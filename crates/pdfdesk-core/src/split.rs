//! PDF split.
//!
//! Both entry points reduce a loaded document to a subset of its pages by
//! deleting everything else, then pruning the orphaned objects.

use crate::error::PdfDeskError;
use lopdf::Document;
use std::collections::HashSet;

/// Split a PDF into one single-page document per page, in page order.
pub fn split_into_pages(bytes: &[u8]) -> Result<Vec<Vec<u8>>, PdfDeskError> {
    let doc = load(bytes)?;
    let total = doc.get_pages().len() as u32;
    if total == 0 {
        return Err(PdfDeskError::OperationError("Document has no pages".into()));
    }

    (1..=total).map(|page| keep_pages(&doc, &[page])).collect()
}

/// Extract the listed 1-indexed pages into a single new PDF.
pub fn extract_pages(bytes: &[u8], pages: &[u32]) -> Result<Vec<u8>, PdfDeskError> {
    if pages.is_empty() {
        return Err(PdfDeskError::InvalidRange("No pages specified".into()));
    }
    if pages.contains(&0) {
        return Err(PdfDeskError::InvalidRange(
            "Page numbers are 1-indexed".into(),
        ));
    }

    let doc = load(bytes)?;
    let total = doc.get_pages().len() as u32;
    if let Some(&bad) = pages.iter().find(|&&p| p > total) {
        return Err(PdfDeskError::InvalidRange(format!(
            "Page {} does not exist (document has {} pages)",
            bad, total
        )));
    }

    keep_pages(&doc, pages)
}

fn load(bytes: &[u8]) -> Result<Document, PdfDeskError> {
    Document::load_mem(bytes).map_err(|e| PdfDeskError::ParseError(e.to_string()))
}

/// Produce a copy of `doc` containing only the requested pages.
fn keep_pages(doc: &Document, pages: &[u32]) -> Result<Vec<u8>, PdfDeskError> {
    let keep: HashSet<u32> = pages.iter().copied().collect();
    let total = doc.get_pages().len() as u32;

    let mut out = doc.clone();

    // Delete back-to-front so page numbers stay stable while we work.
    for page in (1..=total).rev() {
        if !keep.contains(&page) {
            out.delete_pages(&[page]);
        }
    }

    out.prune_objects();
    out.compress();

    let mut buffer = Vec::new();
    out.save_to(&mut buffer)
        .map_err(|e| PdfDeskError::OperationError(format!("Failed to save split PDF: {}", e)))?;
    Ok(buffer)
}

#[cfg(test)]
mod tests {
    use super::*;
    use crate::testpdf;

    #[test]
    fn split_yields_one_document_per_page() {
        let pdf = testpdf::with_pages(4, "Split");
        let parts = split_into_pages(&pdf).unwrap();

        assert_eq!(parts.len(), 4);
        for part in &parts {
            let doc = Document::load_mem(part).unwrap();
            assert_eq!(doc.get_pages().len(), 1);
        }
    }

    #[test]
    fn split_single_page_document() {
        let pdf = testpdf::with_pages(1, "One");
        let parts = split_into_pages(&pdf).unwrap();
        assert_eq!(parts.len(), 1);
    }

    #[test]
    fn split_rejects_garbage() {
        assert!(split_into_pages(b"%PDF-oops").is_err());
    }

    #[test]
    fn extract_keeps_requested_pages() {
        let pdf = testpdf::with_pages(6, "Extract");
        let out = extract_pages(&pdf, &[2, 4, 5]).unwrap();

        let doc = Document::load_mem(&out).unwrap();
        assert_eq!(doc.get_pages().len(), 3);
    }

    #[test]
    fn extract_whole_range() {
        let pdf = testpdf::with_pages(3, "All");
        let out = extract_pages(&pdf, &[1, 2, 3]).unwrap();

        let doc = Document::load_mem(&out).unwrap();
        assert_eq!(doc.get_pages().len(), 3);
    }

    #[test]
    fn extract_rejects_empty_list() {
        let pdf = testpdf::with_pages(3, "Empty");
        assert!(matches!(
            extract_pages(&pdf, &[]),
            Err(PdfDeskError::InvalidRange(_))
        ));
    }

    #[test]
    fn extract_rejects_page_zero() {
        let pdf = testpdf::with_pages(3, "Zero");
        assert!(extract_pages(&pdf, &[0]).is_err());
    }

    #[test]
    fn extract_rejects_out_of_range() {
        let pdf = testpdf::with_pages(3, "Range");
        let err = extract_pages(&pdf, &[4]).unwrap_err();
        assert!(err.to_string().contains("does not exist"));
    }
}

○ ○ ○

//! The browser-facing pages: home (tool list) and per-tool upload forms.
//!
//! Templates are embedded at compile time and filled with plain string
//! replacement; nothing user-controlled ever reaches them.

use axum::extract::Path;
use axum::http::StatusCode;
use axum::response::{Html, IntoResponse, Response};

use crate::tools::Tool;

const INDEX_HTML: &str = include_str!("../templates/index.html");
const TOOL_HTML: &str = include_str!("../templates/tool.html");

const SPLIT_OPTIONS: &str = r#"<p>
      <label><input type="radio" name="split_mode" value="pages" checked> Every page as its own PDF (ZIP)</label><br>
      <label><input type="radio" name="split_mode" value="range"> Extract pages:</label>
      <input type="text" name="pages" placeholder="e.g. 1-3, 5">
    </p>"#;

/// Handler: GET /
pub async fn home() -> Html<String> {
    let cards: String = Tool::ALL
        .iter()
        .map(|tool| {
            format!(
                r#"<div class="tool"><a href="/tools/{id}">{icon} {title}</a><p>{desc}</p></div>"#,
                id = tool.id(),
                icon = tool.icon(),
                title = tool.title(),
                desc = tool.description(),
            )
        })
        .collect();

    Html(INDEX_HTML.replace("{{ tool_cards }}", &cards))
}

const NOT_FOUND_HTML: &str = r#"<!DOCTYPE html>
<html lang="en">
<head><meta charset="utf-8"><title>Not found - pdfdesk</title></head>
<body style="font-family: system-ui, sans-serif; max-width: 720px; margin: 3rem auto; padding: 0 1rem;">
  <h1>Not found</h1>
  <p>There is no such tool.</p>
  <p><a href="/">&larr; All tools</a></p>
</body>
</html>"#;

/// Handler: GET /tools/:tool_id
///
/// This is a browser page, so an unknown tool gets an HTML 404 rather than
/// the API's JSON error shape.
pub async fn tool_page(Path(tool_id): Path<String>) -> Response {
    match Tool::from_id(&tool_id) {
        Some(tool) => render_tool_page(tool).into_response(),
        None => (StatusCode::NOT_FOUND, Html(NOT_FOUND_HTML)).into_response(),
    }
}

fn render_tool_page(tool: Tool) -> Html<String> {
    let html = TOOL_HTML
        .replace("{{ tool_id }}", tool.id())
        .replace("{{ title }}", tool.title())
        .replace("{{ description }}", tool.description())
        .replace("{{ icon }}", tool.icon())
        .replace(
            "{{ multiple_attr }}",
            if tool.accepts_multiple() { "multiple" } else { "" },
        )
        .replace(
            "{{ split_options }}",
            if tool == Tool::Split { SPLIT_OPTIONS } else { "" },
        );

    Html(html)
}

○ ○ ○

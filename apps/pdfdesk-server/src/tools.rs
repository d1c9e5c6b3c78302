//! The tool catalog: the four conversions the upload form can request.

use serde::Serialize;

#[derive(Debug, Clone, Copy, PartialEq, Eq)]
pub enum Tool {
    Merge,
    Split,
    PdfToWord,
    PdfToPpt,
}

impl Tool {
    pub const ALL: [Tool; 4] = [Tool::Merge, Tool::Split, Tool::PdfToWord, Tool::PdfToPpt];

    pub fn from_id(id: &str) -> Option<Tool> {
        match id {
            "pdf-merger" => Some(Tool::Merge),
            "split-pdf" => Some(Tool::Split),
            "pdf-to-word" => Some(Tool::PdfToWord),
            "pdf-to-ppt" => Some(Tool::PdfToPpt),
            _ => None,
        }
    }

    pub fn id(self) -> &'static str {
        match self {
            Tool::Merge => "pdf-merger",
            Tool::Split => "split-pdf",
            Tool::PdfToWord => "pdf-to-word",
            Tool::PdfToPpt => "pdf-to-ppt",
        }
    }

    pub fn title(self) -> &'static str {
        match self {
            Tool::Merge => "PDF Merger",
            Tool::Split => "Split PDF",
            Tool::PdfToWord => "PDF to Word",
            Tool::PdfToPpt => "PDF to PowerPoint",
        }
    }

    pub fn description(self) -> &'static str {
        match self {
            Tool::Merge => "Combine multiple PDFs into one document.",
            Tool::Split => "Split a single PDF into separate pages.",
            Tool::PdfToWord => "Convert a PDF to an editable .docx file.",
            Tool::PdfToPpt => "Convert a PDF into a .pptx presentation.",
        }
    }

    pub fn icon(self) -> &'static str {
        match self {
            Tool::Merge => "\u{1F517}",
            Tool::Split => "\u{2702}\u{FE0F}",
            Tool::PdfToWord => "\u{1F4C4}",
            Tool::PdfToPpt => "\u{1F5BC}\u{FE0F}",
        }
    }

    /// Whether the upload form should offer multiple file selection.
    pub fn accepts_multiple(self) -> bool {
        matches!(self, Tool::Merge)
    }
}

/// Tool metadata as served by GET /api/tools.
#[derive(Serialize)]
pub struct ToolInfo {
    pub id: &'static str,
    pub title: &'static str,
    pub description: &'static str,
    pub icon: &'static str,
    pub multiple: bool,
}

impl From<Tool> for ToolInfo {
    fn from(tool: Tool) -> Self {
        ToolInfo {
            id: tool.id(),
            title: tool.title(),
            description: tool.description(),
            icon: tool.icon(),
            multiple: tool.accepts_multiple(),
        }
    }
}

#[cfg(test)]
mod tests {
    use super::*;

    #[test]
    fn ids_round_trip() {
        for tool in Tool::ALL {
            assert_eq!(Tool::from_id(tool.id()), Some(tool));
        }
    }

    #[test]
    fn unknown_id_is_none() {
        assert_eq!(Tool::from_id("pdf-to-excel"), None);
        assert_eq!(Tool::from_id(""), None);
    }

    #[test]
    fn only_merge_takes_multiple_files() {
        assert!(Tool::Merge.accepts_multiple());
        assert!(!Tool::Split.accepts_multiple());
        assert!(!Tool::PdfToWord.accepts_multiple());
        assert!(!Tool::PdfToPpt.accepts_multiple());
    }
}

○ ○ ○

Across the listing, how many lines hold "const"? The answer must be the number only.

5